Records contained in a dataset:
____________________

impl<'a, C: ExpressionContext + ?Sized> Evaluator<'a, C>
{
    fn new(bytes: &'a [u8], context: &'a C) -> Self
    {
        Self {
            bytes,
            reader: EndianSlice::new(bytes, LittleEndian),
            context,
            stack: SmallVec::new(),
        }
    }

    fn run(mut self) -> Result<Location>
    {
        let mut executed = 0usize;
        while !self.reader.is_empty() {
            executed += 1;
            if executed > MAX_OPERATIONS {
                return Err(DebuggerError::MalformedExpression(
                    "expression did not terminate".to_string(),
                ));
            }

            let op = DwOp(self.operand(Reader::read_u8)?);
            trace!(op = %op, depth = self.stack.len(), "evaluating");
            if let Some(location) = self.step(op)? {
                return Ok(location);
            }
        }

        self.stack
            .pop()
            .map(Location::Address)
            .ok_or_else(|| DebuggerError::MalformedExpression("expression left an empty stack".to_string()))
    }

    /// Execute one operation; `Some` ends evaluation early.
    fn step(&mut self, op: DwOp) -> Result<Option<Location>>
    {
        let code = op.0;
        if (constants::DW_OP_lit0.0..=constants::DW_OP_lit31.0).contains(&code) {
            self.push(u64::from(code - constants::DW_OP_lit0.0));
            return Ok(None);
        }
        if (constants::DW_OP_reg0.0..=constants::DW_OP_reg31.0).contains(&code) {
            return Ok(Some(Location::Register(u16::from(code - constants::DW_OP_reg0.0))));
        }
        if (constants::DW_OP_breg0.0..=constants::DW_OP_breg31.0).contains(&code) {
            let offset = self.operand(Reader::read_sleb128)?;
            let value = self.register(u16::from(code - constants::DW_OP_breg0.0))?;
            self.push(value.wrapping_add_signed(offset));
            return Ok(None);
        }

        match op {
            constants::DW_OP_addr => {
                let address = match self.context.address_size() {
                    4 => u64::from(self.operand(Reader::read_u32)?),
                    _ => self.operand(Reader::read_u64)?,
                };
                self.push(self.context.relocate(address));
            }
            constants::DW_OP_const1u => {
                let value = self.operand(Reader::read_u8)?;
                self.push(value.into());
            }
            constants::DW_OP_const1s => {
                let value = self.operand(Reader::read_i8)?;
                self.push_signed(value.into());
            }
            constants::DW_OP_const2u => {
                let value = self.operand(Reader::read_u16)?;
                self.push(value.into());
            }
            constants::DW_OP_const2s => {
                let value = self.operand(Reader::read_i16)?;
                self.push_signed(value.into());
            }
            constants::DW_OP_const4u => {
                let value = self.operand(Reader::read_u32)?;
                self.push(value.into());
            }
            constants::DW_OP_const4s => {
                let value = self.operand(Reader::read_i32)?;
                self.push_signed(value.into());
            }
            constants::DW_OP_const8u => {
                let value = self.operand(Reader::read_u64)?;
                self.push(value);
            }
            constants::DW_OP_const8s => {
                let value = self.operand(Reader::read_i64)?;
                self.push_signed(value);
            }
            constants::DW_OP_constu => {
                let value = self.operand(Reader::read_uleb128)?;
                self.push(value);
            }
            constants::DW_OP_consts => {
                let value = self.operand(Reader::read_sleb128)?;
                self.push_signed(value);
            }
            constants::DW_OP_fbreg => {
                let offset = self.operand(Reader::read_sleb128)?;
                let base = self.context.frame_base().ok_or_else(|| {
                    DebuggerError::MalformedExpression("DW_OP_fbreg without a frame base".to_string())
                })?;
                self.push(base.wrapping_add_signed(offset));
            }
            constants::DW_OP_bregx => {
                let register = self.register_operand()?;
                let offset = self.operand(Reader::read_sleb128)?;
                let value = self.register(register)?;
                self.push(value.wrapping_add_signed(offset));
            }
            constants::DW_OP_regx => {
                let register = self.register_operand()?;
                return Ok(Some(Location::Register(register)));
            }
            constants::DW_OP_call_frame_cfa => {
                let cfa = self.context.call_frame_cfa().ok_or_else(|| {
                    DebuggerError::Unsupported("DW_OP_call_frame_cfa outside call frame information".to_string())
                })?;
                self.push(cfa);
            }
            constants::DW_OP_stack_value => {
                let value = self.pop(op)?;
                return Ok(Some(Location::Value(value)));
            }

            constants::DW_OP_dup => {
                let value = self.peek(0, op)?;
                self.push(value);
            }
            constants::DW_OP_drop => {
                self.pop(op)?;
            }
            constants::DW_OP_over => {
                let value = self.peek(1, op)?;
                self.push(value);
            }
            constants::DW_OP_pick => {
                let index = self.operand(Reader::read_u8)?;
                let value = self.peek(usize::from(index), op)?;
                self.push(value);
            }
            constants::DW_OP_swap => {
                let top = self.pop(op)?;
                let second = self.pop(op)?;
                self.push(top);
                self.push(second);
            }
            constants::DW_OP_rot => {
                let top = self.pop(op)?;
                let second = self.pop(op)?;
                let third = self.pop(op)?;
                self.push(top);
                self.push(third);
                self.push(second);
            }

            constants::DW_OP_deref => {
                let address = self.pop(op)?;
                let value = self.context.read_memory(address, self.context.address_size())?;
                self.push(value);
            }
            constants::DW_OP_deref_size => {
                let size = self.operand(Reader::read_u8)?;
                if size == 0 || size > 8 {
                    return Err(DebuggerError::MalformedExpression(format!(
                        "DW_OP_deref_size with size {size}"
                    )));
                }
                let address = self.pop(op)?;
                let value = self.context.read_memory(address, size)?;
                self.push(value);
            }

            constants::DW_OP_abs => {
                let value = self.pop(op)? as i64;
                self.push(value.unsigned_abs());
            }
            constants::DW_OP_neg => {
                let value = self.pop(op)? as i64;
                self.push_signed(value.wrapping_neg());
            }
            constants::DW_OP_not => {
                let value = self.pop(op)?;
                self.push(!value);
            }
            constants::DW_OP_plus_uconst => {
                let addend = self.operand(Reader::read_uleb128)?;
                let value = self.pop(op)?;
                self.push(value.wrapping_add(addend));
            }
            constants::DW_OP_and
            | constants::DW_OP_div
            | constants::DW_OP_minus
            | constants::DW_OP_mod
            | constants::DW_OP_mul
            | constants::DW_OP_or
            | constants::DW_OP_plus
            | constants::DW_OP_shl
            | constants::DW_OP_shr
            | constants::DW_OP_shra
            | constants::DW_OP_xor
            | constants::DW_OP_eq
            | constants::DW_OP_ge
            | constants::DW_OP_gt
            | constants::DW_OP_le
            | constants::DW_OP_lt
            | constants::DW_OP_ne => {
                let right = self.pop(op)?;
                let left = self.pop(op)?;
                self.push(binary(op, left, right)?);
            }

            constants::DW_OP_skip => {
                let displacement = self.operand(Reader::read_i16)?;
                self.jump(displacement)?;
            }
            constants::DW_OP_bra => {
                let displacement = self.operand(Reader::read_i16)?;
                if self.pop(op)? != 0 {
                    self.jump(displacement)?;
                }
            }

            // Composite locations are reduced to their first piece.
            constants::DW_OP_piece => {
                self.operand(Reader::read_uleb128)?;
                let address = self.stack.pop().ok_or_else(|| {
                    DebuggerError::Unsupported("optimized-out first piece of a composite location".to_string())
                })?;
                return Ok(Some(Location::Address(address)));
            }
            constants::DW_OP_nop => {}

            other => {
                return Err(DebuggerError::Unsupported(format!("location expression opcode {other}")));
            }
        }
        Ok(None)
    }

    fn operand<T>(&mut self, read: impl FnOnce(&mut EndianSlice<'a, LittleEndian>) -> gimli::Result<T>) -> Result<T>
    {
        read(&mut self.reader)
            .map_err(|err| DebuggerError::MalformedExpression(format!("truncated operand: {err}")))
    }

    fn register_operand(&mut self) -> Result<u16>
    {
        let register = self.operand(Reader::read_uleb128)?;
        u16::try_from(register)
            .map_err(|_| DebuggerError::MalformedExpression(format!("register number {register} out of range")))
    }

    fn register(&self, register: u16) -> Result<u64>
    {
        self.context
            .register(register)
            .ok_or_else(|| DebuggerError::RegisterAccess(format!("DWARF register {register} is not available")))
    }

    fn push(&mut self, value: u64)
    {
        self.stack.push(value);
    }

    fn push_signed(&mut self, value: i64)
    {
        self.stack.push(value as u64);
    }

    fn pop(&mut self, op: DwOp) -> Result<u64>
    {
        self.stack
            .pop()
            .ok_or_else(|| DebuggerError::MalformedExpression(format!("stack underflow at {op}")))
    }

    fn peek(&self, depth: usize, op: DwOp) -> Result<u64>
    {
        self.stack
            .len()
            .checked_sub(depth + 1)
            .map(|index| self.stack[index])
            .ok_or_else(|| DebuggerError::MalformedExpression(format!("stack underflow at {op}")))
    }

    /// Branch relative to the end of the current operation.
    fn jump(&mut self, displacement: i16) -> Result<()>
    {
        let position = self.bytes.len() - self.reader.len();
        let target = position
            .checked_add_signed(isize::from(displacement))
            .filter(|&target| target <= self.bytes.len())
            .ok_or_else(|| {
                DebuggerError::MalformedExpression(format!("branch to {displacement:+} leaves the expression"))
            })?;
        self.reader = EndianSlice::new(&self.bytes[target..], LittleEndian);
        Ok(())
    }
}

____________________

*HOW TO COMPLETE THIS TASK*. Answer only with the count of lines in the records that include the string "first".

*OUTPUT FOR THIS TASK*. 2